• _Prompt_
Count the lines that contain the string "impl" in the records beneath, and respond with the number only.

Data excerpts:
====================

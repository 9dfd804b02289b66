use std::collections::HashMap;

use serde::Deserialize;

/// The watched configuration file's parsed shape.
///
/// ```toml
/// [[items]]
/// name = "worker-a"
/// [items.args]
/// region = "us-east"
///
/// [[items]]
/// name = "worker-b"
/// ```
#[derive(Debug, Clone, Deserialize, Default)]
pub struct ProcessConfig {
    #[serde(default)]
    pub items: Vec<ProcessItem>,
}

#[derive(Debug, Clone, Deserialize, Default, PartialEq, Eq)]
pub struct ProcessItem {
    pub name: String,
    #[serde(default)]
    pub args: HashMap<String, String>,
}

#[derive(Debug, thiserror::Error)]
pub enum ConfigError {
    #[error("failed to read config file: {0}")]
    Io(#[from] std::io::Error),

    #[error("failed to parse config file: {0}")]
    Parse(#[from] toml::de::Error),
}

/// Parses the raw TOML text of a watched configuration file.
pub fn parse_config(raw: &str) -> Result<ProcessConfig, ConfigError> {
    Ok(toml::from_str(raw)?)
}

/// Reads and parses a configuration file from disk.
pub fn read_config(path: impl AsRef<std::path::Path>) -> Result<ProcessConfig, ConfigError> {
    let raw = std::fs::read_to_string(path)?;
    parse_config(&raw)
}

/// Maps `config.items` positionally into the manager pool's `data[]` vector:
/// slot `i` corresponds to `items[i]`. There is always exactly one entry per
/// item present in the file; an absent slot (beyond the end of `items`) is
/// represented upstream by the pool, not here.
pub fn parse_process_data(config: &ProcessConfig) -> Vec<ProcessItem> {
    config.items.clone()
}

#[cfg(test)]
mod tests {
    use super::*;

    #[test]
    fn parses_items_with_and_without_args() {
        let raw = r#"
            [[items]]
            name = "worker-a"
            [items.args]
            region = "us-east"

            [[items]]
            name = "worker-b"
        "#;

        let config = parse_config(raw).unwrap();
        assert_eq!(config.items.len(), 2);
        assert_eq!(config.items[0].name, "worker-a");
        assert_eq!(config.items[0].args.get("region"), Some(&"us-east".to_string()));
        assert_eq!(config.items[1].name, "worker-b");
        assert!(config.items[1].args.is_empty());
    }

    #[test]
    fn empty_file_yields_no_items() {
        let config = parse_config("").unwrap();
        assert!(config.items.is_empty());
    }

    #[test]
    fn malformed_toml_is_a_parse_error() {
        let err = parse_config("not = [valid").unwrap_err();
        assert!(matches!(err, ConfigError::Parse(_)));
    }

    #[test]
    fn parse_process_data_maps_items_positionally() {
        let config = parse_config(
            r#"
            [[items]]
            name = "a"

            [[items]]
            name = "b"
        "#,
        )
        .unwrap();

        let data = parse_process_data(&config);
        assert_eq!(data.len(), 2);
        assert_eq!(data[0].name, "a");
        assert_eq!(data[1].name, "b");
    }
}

====================

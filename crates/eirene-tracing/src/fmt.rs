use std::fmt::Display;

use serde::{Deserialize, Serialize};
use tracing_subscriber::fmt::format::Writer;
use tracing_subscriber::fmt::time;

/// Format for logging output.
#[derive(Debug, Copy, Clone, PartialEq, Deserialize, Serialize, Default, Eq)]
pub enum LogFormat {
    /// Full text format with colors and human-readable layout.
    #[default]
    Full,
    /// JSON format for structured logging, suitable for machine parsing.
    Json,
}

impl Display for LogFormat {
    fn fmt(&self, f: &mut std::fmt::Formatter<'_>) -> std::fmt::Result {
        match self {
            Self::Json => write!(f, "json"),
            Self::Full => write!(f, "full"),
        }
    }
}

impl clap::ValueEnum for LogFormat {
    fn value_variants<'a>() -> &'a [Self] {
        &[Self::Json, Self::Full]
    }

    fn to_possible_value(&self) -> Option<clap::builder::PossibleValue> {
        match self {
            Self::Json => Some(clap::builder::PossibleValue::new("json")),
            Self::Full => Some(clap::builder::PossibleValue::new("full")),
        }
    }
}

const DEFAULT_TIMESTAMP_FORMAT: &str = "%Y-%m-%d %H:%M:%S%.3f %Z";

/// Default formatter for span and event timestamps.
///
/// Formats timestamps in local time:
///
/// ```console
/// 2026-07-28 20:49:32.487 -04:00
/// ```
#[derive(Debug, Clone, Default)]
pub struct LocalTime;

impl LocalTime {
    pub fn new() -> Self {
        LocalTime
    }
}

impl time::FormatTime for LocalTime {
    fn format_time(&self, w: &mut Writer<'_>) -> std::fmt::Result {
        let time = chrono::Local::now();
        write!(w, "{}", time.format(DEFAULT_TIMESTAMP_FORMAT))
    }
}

====================

• _Completed exercise_
5